[Opening Excerpted data section]
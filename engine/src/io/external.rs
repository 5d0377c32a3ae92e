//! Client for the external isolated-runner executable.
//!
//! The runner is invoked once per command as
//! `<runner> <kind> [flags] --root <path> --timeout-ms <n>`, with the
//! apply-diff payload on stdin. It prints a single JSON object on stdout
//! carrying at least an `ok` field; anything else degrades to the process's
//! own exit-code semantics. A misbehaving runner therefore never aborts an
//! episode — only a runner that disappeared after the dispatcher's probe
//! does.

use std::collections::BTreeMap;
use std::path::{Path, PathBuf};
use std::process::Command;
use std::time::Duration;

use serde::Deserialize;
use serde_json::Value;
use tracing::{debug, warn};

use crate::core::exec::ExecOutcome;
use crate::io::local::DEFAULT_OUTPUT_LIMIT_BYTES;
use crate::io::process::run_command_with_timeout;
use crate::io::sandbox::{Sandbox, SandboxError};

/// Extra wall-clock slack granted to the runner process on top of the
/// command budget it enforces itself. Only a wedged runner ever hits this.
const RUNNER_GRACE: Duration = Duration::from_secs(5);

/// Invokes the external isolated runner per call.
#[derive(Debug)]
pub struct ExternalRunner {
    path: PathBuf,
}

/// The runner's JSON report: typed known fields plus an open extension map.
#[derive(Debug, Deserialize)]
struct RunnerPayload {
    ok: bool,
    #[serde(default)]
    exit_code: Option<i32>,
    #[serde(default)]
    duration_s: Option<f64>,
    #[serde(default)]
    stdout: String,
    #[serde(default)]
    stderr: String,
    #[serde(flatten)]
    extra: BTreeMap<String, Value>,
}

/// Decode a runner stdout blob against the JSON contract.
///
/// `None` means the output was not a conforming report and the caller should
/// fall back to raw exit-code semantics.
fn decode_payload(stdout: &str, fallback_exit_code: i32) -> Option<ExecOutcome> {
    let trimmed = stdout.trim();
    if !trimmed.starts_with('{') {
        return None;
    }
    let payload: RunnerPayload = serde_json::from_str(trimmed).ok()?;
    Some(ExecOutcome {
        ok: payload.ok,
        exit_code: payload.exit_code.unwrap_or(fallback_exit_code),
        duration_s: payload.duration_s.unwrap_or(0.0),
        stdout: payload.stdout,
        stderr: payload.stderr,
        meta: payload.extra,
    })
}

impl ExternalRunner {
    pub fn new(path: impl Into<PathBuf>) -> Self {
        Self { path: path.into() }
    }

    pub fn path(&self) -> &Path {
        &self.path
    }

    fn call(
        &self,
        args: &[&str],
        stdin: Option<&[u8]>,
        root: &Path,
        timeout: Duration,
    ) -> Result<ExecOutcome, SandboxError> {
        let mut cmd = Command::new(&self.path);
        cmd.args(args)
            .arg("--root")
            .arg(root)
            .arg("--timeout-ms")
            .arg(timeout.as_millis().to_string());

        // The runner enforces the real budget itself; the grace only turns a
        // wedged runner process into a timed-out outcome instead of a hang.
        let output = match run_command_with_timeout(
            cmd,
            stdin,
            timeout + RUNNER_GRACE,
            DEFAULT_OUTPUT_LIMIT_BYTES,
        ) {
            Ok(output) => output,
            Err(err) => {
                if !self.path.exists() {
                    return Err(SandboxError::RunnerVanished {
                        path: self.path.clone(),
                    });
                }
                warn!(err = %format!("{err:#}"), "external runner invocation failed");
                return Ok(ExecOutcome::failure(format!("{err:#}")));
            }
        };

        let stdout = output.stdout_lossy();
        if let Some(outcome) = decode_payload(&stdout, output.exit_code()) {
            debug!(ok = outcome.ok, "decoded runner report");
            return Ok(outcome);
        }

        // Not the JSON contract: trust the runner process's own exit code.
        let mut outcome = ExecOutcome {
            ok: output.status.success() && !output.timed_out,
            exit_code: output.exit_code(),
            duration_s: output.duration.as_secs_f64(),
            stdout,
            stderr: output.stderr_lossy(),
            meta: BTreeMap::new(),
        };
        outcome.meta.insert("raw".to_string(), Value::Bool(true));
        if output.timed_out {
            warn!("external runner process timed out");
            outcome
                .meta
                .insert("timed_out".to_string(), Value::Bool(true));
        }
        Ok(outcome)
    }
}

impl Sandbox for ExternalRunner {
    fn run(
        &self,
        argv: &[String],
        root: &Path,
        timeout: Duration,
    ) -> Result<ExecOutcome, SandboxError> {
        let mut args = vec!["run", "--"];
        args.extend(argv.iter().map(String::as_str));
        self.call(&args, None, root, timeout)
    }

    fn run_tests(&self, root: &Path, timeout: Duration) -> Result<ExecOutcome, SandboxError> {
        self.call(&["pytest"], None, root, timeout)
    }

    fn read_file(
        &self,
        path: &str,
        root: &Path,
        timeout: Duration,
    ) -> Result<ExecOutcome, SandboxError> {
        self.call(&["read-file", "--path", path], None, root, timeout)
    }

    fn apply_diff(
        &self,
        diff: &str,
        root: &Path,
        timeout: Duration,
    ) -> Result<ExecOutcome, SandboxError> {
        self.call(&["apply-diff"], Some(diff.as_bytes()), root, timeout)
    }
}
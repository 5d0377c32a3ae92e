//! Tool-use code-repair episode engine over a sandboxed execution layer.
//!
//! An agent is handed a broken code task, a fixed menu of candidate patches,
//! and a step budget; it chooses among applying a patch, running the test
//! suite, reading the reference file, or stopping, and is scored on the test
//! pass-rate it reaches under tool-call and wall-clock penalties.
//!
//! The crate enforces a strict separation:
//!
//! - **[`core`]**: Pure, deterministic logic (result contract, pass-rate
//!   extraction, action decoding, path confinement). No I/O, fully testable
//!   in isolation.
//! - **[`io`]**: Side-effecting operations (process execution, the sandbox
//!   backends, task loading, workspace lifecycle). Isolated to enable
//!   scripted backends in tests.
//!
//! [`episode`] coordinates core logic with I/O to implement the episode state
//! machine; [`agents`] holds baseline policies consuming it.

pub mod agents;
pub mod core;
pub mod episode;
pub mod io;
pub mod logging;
[Closing Excerpted data section]
[Opening Excerpted data section]
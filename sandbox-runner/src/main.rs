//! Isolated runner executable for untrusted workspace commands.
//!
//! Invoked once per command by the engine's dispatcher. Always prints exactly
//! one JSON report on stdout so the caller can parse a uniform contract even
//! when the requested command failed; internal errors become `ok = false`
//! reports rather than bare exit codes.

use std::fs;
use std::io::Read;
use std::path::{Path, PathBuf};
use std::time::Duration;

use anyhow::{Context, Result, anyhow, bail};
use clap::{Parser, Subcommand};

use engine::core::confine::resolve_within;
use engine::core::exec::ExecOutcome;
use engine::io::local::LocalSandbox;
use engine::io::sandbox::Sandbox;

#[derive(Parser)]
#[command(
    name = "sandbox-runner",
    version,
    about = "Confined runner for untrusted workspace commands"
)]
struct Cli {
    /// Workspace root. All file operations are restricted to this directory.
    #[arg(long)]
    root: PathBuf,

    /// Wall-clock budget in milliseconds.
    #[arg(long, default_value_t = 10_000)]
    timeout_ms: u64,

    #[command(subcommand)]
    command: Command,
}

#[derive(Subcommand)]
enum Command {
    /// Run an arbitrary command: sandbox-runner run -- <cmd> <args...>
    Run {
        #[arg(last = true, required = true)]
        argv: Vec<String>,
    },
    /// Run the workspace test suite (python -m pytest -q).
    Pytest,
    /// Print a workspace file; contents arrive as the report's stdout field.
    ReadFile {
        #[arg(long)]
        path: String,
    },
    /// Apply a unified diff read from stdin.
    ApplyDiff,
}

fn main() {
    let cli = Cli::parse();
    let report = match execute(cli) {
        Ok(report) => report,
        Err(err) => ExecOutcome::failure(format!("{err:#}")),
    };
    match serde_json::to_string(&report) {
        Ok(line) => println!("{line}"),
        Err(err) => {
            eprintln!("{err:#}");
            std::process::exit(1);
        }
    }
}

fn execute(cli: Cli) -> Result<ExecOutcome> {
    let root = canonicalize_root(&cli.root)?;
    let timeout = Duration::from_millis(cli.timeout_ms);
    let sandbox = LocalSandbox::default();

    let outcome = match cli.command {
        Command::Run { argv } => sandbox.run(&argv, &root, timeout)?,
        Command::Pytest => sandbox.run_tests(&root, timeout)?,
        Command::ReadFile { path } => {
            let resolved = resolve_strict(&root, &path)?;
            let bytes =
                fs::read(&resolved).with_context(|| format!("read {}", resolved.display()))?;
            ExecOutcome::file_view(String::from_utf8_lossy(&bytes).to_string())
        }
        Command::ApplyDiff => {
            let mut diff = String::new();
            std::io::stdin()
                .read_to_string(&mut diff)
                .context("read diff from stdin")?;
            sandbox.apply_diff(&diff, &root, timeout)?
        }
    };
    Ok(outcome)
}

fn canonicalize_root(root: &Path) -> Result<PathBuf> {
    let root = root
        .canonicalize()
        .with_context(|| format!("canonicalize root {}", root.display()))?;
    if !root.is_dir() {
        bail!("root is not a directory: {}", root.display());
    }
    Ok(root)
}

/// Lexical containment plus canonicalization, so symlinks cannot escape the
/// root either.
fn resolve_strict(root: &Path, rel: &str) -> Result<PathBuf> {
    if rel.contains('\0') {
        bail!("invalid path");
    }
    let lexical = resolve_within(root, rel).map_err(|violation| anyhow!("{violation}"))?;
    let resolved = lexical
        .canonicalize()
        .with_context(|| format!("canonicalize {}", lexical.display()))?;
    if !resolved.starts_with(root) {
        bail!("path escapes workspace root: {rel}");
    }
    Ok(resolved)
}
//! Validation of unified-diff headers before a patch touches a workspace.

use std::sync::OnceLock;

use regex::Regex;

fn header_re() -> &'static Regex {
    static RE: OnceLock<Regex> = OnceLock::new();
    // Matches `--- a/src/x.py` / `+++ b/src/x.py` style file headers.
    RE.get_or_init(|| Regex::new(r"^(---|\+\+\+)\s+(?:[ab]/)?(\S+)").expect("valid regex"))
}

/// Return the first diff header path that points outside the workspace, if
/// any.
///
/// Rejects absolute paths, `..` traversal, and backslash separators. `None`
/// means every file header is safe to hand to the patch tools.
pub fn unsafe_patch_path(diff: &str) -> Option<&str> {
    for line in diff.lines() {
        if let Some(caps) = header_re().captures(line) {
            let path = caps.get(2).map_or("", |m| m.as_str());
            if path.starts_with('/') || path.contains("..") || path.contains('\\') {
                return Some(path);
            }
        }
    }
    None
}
[Closing Excerpted data section]
[Opening Excerpted data section]
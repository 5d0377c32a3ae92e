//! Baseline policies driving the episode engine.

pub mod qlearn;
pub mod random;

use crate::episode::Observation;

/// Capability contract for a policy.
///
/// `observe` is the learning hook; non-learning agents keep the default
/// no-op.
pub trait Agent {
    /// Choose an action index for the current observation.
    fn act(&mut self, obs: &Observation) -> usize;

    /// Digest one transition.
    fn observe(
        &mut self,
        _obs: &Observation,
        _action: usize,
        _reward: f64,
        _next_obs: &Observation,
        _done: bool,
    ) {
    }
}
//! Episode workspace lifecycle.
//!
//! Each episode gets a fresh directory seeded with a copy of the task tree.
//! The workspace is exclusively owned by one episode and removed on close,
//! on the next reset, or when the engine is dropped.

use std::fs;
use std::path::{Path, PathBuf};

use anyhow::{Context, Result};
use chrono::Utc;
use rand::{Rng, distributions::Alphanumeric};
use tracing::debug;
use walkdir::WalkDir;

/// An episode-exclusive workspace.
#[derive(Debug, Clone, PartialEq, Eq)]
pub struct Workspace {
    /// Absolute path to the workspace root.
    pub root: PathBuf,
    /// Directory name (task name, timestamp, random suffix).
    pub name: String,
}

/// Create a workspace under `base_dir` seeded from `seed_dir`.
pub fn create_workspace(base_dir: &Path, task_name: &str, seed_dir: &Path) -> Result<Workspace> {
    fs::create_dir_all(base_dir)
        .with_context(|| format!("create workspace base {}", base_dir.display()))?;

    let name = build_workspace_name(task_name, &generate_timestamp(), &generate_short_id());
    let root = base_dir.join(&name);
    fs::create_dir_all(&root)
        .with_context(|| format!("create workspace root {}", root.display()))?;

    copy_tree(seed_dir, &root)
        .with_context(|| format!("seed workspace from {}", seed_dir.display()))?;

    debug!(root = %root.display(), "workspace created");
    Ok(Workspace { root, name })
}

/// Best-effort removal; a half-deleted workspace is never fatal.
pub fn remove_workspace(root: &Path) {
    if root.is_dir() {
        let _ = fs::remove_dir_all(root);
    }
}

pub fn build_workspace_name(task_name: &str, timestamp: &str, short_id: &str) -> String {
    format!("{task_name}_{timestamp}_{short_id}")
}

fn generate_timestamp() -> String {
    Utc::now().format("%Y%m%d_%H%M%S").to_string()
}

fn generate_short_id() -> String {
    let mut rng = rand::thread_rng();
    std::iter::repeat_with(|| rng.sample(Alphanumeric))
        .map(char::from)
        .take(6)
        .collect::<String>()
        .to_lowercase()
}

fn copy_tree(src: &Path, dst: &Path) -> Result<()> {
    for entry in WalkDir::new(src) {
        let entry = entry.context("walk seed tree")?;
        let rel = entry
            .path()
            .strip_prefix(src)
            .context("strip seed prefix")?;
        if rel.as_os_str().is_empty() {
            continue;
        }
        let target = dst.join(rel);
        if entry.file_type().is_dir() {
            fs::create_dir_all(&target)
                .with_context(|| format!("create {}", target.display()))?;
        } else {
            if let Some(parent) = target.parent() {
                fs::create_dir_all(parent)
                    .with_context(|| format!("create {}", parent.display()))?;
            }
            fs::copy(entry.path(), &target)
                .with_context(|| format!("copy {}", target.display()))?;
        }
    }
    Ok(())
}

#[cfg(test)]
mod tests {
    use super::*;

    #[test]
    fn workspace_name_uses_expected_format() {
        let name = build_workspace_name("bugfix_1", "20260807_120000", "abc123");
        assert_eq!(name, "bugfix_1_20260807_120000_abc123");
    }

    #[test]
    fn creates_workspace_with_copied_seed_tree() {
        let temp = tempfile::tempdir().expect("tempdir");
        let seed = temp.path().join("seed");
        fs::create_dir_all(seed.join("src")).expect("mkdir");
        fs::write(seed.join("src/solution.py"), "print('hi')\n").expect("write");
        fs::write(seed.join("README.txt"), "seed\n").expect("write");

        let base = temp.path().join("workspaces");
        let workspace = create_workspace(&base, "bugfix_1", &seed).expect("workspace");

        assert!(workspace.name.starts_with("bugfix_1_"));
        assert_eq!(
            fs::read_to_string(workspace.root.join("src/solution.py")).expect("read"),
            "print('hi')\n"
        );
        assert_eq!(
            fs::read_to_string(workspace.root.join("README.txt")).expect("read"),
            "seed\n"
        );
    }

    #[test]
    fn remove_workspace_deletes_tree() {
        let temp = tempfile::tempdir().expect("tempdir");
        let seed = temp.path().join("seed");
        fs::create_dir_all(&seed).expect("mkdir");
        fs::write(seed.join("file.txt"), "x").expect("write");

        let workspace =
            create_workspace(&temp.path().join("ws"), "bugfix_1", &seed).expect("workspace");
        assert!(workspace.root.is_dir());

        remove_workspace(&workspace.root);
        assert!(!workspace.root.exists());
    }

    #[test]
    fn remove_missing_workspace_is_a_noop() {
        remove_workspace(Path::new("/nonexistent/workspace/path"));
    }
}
[Closing Excerpted data section]
* Instructions to follow *
The number of lines above where the word "tracing" occurs, and only that number, is the answer.

* Exercise solution *
2